DATA IN THIS EXERCISE START

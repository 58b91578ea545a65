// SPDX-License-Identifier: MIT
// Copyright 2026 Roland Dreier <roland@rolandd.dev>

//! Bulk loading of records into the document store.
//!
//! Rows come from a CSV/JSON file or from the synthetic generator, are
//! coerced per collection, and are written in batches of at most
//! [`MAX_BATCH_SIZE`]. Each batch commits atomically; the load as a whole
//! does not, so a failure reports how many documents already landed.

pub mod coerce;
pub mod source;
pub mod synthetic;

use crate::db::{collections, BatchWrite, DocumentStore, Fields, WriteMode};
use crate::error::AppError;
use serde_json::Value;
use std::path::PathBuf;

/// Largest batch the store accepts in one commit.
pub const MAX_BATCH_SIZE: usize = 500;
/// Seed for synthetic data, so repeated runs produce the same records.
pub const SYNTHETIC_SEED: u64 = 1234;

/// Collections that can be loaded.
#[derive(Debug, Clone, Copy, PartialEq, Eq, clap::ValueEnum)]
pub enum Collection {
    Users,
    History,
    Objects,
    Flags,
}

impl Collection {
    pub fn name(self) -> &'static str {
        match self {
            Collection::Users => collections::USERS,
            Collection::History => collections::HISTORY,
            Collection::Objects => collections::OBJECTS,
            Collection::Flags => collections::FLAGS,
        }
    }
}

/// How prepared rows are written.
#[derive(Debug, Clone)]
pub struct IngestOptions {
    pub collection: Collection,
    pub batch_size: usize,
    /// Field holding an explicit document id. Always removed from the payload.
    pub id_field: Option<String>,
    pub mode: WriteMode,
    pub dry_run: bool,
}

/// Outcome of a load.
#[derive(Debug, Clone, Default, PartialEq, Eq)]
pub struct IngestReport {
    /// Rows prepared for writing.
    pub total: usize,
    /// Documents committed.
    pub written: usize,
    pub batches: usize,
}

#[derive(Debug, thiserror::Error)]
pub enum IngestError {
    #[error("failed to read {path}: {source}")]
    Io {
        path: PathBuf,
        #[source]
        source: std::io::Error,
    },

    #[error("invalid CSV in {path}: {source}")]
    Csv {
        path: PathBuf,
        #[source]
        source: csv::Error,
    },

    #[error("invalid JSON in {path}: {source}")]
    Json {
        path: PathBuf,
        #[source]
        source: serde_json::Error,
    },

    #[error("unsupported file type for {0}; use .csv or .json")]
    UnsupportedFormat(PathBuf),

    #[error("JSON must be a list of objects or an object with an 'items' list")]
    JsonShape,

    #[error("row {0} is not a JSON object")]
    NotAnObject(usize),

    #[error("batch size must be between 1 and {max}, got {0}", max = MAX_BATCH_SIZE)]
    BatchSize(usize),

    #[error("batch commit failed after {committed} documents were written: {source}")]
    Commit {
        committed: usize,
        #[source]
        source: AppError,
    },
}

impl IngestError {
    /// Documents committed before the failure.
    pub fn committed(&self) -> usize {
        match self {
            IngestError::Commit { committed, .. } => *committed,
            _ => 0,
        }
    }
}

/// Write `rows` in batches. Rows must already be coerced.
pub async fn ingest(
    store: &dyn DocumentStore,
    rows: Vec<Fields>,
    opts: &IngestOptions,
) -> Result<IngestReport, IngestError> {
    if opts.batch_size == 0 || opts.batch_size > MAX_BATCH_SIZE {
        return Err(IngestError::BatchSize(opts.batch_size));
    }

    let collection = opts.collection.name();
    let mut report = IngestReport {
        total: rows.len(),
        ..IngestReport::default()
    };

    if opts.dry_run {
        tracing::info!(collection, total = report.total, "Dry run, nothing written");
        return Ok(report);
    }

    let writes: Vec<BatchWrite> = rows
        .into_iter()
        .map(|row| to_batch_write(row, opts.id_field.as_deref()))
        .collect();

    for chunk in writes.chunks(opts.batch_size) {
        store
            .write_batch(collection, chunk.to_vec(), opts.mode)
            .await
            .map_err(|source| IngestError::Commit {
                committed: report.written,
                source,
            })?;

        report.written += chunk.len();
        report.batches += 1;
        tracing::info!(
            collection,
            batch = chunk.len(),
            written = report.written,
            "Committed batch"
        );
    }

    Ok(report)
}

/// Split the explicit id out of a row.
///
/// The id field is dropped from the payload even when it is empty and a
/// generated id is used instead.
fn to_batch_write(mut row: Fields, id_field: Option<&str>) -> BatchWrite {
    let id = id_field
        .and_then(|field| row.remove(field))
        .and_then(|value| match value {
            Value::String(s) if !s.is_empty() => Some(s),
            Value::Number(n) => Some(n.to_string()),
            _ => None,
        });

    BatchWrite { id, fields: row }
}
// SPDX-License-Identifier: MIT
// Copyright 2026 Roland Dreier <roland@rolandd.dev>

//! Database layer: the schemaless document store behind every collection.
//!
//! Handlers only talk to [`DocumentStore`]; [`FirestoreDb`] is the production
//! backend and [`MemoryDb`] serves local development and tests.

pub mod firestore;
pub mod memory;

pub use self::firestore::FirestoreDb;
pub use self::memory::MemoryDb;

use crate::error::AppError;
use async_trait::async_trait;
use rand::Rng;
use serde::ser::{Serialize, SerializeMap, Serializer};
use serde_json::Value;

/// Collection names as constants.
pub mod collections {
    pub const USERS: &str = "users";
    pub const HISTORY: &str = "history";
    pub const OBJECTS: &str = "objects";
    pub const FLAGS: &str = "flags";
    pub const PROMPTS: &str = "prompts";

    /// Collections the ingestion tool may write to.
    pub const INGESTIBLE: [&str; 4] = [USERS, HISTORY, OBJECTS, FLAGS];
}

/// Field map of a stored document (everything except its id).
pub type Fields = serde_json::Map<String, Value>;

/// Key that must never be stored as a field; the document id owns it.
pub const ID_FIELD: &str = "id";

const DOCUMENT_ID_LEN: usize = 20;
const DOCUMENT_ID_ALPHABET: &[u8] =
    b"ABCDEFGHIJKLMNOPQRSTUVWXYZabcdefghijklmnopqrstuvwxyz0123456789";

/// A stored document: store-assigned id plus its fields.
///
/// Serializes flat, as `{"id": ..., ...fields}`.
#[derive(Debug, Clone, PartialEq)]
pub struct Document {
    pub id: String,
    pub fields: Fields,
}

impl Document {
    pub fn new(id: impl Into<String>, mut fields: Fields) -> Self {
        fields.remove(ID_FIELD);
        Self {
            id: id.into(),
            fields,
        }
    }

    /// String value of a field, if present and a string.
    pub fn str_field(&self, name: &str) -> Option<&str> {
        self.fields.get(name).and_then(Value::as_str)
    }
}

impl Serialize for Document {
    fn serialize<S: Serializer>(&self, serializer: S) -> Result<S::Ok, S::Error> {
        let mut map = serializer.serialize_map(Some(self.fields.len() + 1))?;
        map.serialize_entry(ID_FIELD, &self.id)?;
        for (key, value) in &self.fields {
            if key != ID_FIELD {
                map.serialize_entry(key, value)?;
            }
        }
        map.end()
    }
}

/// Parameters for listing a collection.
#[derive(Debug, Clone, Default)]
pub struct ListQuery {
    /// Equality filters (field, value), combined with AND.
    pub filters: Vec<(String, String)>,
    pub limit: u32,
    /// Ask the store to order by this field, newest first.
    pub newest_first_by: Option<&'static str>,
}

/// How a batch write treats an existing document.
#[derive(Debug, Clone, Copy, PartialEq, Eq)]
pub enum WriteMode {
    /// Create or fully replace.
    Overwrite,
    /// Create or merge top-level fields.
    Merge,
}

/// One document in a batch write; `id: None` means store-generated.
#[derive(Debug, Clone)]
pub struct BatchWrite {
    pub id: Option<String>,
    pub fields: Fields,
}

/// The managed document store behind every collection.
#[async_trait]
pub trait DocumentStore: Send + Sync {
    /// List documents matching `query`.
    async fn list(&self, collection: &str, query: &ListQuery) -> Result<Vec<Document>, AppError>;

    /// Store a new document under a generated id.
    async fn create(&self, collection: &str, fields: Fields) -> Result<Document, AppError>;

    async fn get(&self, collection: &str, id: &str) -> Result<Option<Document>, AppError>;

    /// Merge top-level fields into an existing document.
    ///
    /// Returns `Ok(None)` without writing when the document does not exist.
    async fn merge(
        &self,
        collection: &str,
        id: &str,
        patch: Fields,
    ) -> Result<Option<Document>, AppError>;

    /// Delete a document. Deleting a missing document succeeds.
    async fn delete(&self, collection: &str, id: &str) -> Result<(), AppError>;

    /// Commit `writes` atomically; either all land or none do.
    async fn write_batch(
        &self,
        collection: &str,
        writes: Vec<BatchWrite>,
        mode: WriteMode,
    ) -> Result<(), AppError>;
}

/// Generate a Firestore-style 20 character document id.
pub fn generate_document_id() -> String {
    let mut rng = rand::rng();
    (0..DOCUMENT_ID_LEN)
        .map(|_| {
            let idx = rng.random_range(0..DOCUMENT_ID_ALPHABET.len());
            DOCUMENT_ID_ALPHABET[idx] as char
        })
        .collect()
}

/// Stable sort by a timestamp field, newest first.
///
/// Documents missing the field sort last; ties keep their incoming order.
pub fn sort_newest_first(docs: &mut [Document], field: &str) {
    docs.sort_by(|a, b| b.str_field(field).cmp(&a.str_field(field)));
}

DATA IN THIS EXERCISE END

WORK INSTRUCTION >>
What you give back should be the lines from the one with "(0..DOCUMENT_ID_LEN)" to the end of the data, copied exactly, both ends included.

FINISHED TASK >>
    (0..DOCUMENT_ID_LEN)
        .map(|_| {
            let idx = rng.random_range(0..DOCUMENT_ID_ALPHABET.len());
            DOCUMENT_ID_ALPHABET[idx] as char
        })
        .collect()
}

/// Stable sort by a timestamp field, newest first.
///
/// Documents missing the field sort last; ties keep their incoming order.
pub fn sort_newest_first(docs: &mut [Document], field: &str) {
    docs.sort_by(|a, b| b.str_field(field).cmp(&a.str_field(field)));
}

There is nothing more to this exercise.